Treize ans de sobriété plus tard, Arūnas a trouvé son équilibre. « Maintenant, je vois et j’entends tout clairement. Je ne parle que lorsque c’est nécessaire. Je suis devenu responsable. » Il participe toujours à des réunions et encadre d’autres personnes qui cherchent à guérir. Il reçoit des lettres de Lituanie et de l’étranger de personnes demandant de l’aide. « Il y a beaucoup d’aide disponible », explique-t-il. « Mais il faut faire le premier pas. »

Il évite toutes les boissons qui lui rappellent l’alcool, même les versions sans alcool. « Pour moi, il n’y a pas de consommation modérée, et les boissons sans alcool marquent le début d’un retour vers les mêmes travers. »

Des changements qui font la différence

Son conseil aux débutants est clair : « L’alcool empêche toute véritable relation. Quand on est ivre, on ne peut pas vraiment connaître une autre personne, et elle ne peut pas vous connaître. »

En Europe, l’alcool semble souvent faire partie intégrante de la vie sociale, qu’il s’agisse de fêtes familiales ou d’événements sur le lieu de travail. Ces environnements peuvent rendre la guérison plus difficile, surtout quand l’abstinence semble être une transgression des règles sociales. Mais cette culture évolue lentement. « Au moins, on ne voit plus personne boire au travail », remarque Arūnas. « On commence à comprendre à quel point c’est inapproprié. »

Pourtant, pour des millions de personnes dans la Région, si les troubles liés à la consommation d’alcool peuvent toujours être soignés, ils restent néanmoins négligés. Au-delà du courage personnel, la guérison nécessite un environnement favorable où l’on peut demander de l’aide sans être jugé, et où la sobriété est normalisée plutôt que remise en question. Outre les professionnels de santé, la famille et les amis jouent un rôle important, tant pour encourager une personne à chercher de l’aide que pendant le processus de guérison.

Arūnas regrette d’avoir pris conscience trop tard de ce que l’alcool lui avait fait perdre : « Chaque fois qu’on boit, on se met en danger soi-même, et on met en danger sa famille, son travail, sa vie. On peut vivre sans alcool, et la vie est bien meilleure ainsi », conclut-il.
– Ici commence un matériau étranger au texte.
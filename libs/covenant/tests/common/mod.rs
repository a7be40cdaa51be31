//! Shared harness: a deployed family of facets over a toy ledger
//!
//! Every transaction is built with `construct`, re-checked with `verify` and
//! then applied, so each test exercises both directions.

#![allow(dead_code)]

use ed25519_dalek::SigningKey;
use facet_codec::{Commitment, CommitmentKind, Facet};
use facet_config::{FacetConfig, MergePolicy, YieldConfig};
use facet_covenant::{
    classify, key_hash, sign_admin, AdminAction, AdminAuthorization, Deployment, Operation,
    TokenClass, TransitionValidator, TxContext,
};
use facet_types::{
    CategoryId, CodeHash, CovenantResult, Destination, Outpoint, Output, TokenData, Transaction,
    TxId, Utxo,
};

pub const START: u32 = 400_000;
pub const EXPIRY: u32 = 500_000;
pub const TERM: u32 = 86_400;
pub const RATE_BPS: u32 = 100;
pub const FEE: u64 = 300;
pub const COLLATERAL: u64 = 100_000;

pub fn holder(tag: u8) -> Destination {
    Destination::Holder(vec![0x76, 0xa9, tag])
}

pub fn writer() -> Destination {
    Destination::Holder(vec![0x76, 0xa9, 0xee])
}

pub fn change() -> Destination {
    holder(0xcc)
}

pub fn category(facet: Facet) -> CategoryId {
    CategoryId::new([0x10 + facet.id(); 32])
}

pub fn quote() -> CategoryId {
    CategoryId::new([0x70; 32])
}

pub fn oracle_asset() -> CategoryId {
    CategoryId::new([0x80; 32])
}

pub fn config(dust: u64, policy: MergePolicy) -> FacetConfig {
    let admin = admin_key();
    let mut config = FacetConfig::default();
    config.ledger.token_dust = dust;
    config.admin.key_hash = key_hash(&admin.verifying_key().to_bytes()).to_hex();
    config.categories.staking = category(Facet::Staking).to_hex();
    config.categories.principal = category(Facet::Principal).to_hex();
    config.categories.yield_token = category(Facet::Yield).to_hex();
    config.categories.pool = category(Facet::Pool).to_hex();
    config.categories.options = category(Facet::Options).to_hex();
    config.categories.oracle = category(Facet::Oracle).to_hex();
    config.categories.quote = quote().to_hex();
    config.categories.oracle_asset = oracle_asset().to_hex();
    config.staking.min_stake = 1_000;
    config.accrual = YieldConfig {
        rate_bps: RATE_BPS,
        term_secs: TERM,
        merge_policy: policy,
    };
    config.amm.fee_bps = 30;
    config.options.collateral_per_contract = COLLATERAL;
    config.options.writer = "76a9ee".to_string();
    config.oracle.max_price_age_secs = 600;
    config
}

pub fn admin_key() -> SigningKey {
    SigningKey::from_bytes(&[0x5a; 32])
}

pub struct Harness {
    pub validator: TransitionValidator,
    pub admin: SigningKey,
    pub utxos: Vec<Utxo>,
    pub now: u32,
    pub history: Vec<Transaction>,
    counter: u32,
}

impl Harness {
    pub fn new() -> Self {
        Self::with(0, MergePolicy::Payout)
    }

    pub fn with(dust: u64, policy: MergePolicy) -> Self {
        let deployment = Deployment::from_config(&config(dust, policy)).unwrap();
        Self::from_deployment(deployment)
    }

    pub fn from_deployment(deployment: Deployment) -> Self {
        let mut harness = Self {
            validator: TransitionValidator::new(deployment),
            admin: admin_key(),
            utxos: Vec::new(),
            now: START,
            history: Vec::new(),
            counter: 0,
        };
        for facet in Facet::ALL {
            harness.deploy(facet);
        }
        harness
    }

    pub fn deployment(&self) -> &Deployment {
        self.validator.deployment()
    }

    pub fn dust(&self) -> u64 {
        self.deployment().params.token_dust
    }

    fn next_txid(&mut self) -> TxId {
        self.counter += 1;
        let mut bytes = [0xe0; 32];
        bytes[28..].copy_from_slice(&self.counter.to_be_bytes());
        TxId::new(bytes)
    }

    /// Plain coin outside the tracked ledger
    pub fn coin(&mut self, value: u64) -> Utxo {
        let txid = self.next_txid();
        Utxo::new(Outpoint::new(txid, 0), Output::payment(holder(0xf0), value))
    }

    /// Quote-token coin outside the tracked ledger
    pub fn quote_coin(&mut self, amount: u64) -> Utxo {
        let txid = self.next_txid();
        Utxo::new(
            Outpoint::new(txid, 0),
            Output::with_token(holder(0xf0), 0, TokenData::fungible(quote(), amount)),
        )
    }

    pub fn sign(&self, bound: &Outpoint, action: &AdminAction) -> AdminAuthorization {
        sign_admin(&self.admin, bound, action)
    }

    fn deploy(&mut self, facet: Facet) {
        let code_hash = CodeHash::new([facet.id(); 32]);
        let genesis = Utxo::new(
            Outpoint::new(TxId::new(category(facet).into_inner()), 0),
            Output::payment(holder(0xf0), 1_000_000),
        );
        let auth = self.sign(&genesis.outpoint, &AdminAction::Deploy { facet, code_hash });
        let op = Operation::Deploy {
            facet,
            code_hash,
            auth,
        };
        self.submit_funded(&op, vec![], vec![genesis]).unwrap();
    }

    pub fn context(&self, funding: Vec<Utxo>) -> TxContext {
        TxContext {
            now: self.now,
            fee: FEE,
            funding,
            change: change(),
        }
    }

    /// Construct, verify and apply with an explicit funding set
    pub fn submit_funded(
        &mut self,
        op: &Operation,
        state_inputs: Vec<Utxo>,
        funding: Vec<Utxo>,
    ) -> CovenantResult<Transaction> {
        let tx = self
            .validator
            .construct(op, &state_inputs, &self.context(funding))?;
        self.validator.verify(op, &tx, self.now)?;
        self.apply(&tx);
        Ok(tx)
    }

    /// Construct, verify and apply, funded by a fresh large coin
    pub fn submit(&mut self, op: &Operation, state_inputs: Vec<Utxo>) -> CovenantResult<Transaction> {
        let coin = self.coin(10_000_000);
        self.submit_funded(op, state_inputs, vec![coin])
    }

    pub fn apply(&mut self, tx: &Transaction) {
        self.utxos
            .retain(|utxo| !tx.inputs.iter().any(|input| input.outpoint == utxo.outpoint));
        let txid = self.next_txid();
        for (vout, output) in tx.outputs.iter().enumerate() {
            self.utxos
                .push(Utxo::new(Outpoint::new(txid, vout as u32), output.clone()));
        }
        self.history.push(tx.clone());
    }

    pub fn registry(&self, facet: Facet) -> Utxo {
        self.utxos
            .iter()
            .find(|utxo| {
                matches!(
                    classify(self.deployment(), &utxo.output),
                    Ok(TokenClass::Registry { facet: f, .. }) if f == facet
                )
            })
            .cloned()
            .expect("registry deployed")
    }

    pub fn reserve(&self, facet: Facet) -> u64 {
        self.registry(facet).output.value - self.dust()
    }

    pub fn tokens(&self, kind: CommitmentKind) -> Vec<(Utxo, Commitment)> {
        self.utxos
            .iter()
            .filter_map(|utxo| match classify(self.deployment(), &utxo.output) {
                Ok(TokenClass::State { commitment, .. }) if commitment.kind() == kind => {
                    Some((utxo.clone(), commitment))
                }
                _ => None,
            })
            .collect()
    }

    pub fn token(&self, kind: CommitmentKind) -> (Utxo, Commitment) {
        let mut found = self.tokens(kind);
        assert_eq!(found.len(), 1, "expected exactly one {} token", kind);
        found.remove(0)
    }

    pub fn vault(&self) -> Option<Utxo> {
        self.utxos
            .iter()
            .find(|utxo| {
                matches!(
                    classify(self.deployment(), &utxo.output),
                    Ok(TokenClass::QuoteVault { .. })
                )
            })
            .cloned()
    }

    /// Native value paid to `destination` by the most recent transaction, state tokens excluded
    pub fn paid_to(&self, destination: &Destination) -> u64 {
        self.history
            .last()
            .map(|tx| {
                tx.outputs
                    .iter()
                    .filter(|output| output.destination == *destination && output.nft().is_none())
                    .map(|output| output.value)
                    .sum()
            })
            .unwrap_or(0)
    }

    /// Quote tokens paid to `destination` by the most recent transaction
    pub fn quote_paid_to(&self, destination: &Destination) -> u64 {
        self.history
            .last()
            .map(|tx| {
                tx.outputs
                    .iter()
                    .filter(|output| output.destination == *destination)
                    .map(|output| output.fungible_amount(&quote()))
                    .sum()
            })
            .unwrap_or(0)
    }

    pub fn stake(&mut self, amount: u64, who: Destination) -> Utxo {
        let op = Operation::Stake {
            amount,
            holder: who,
        };
        let registry = self.registry(Facet::Staking);
        self.submit(&op, vec![registry]).unwrap();
        self.tokens(CommitmentKind::StakeReceipt)
            .into_iter()
            .last()
            .map(|(utxo, _)| utxo)
            .unwrap()
    }

    pub fn fund(&mut self, facet: Facet, amount: u64) {
        let registry = self.registry(facet);
        self.submit(&Operation::FundReserve { facet, amount }, vec![registry])
            .unwrap();
    }

    pub fn pool_inputs(&self) -> Vec<Utxo> {
        let mut inputs = vec![
            self.registry(Facet::Pool),
            self.token(CommitmentKind::PoolState).0,
        ];
        inputs.extend(self.vault());
        inputs
    }

    pub fn split_inputs(&self, receipt: Utxo) -> Vec<Utxo> {
        vec![
            receipt,
            self.registry(Facet::Staking),
            self.registry(Facet::Principal),
            self.registry(Facet::Yield),
        ]
    }
}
Pour de l’aide et davantage d’informations

Si vous ou une personne de votre entourage subissez les méfaits de l’alcool, il est important de demander de l’aide. Vous pouvez trouver du soutien et des conseils en consultant votre médecin.

Arūnas a partagé son histoire avec nous dans le cadre de la campagne « Redéfinir l’alcool ». Cette campagne s’inscrit dans le cadre du projet conjoint de l’OMS et de l’UE « EVID-ACTION » (Evidence into Action Alcohol Project ou « Projet Alcool : des preuves aux actes ») qui vise à sensibiliser aux méfaits de l’alcool dans 30 pays (les 27 États membres de l’Union européenne plus l’Islande, la Norvège et l’Ukraine) entre 2022 et 2026.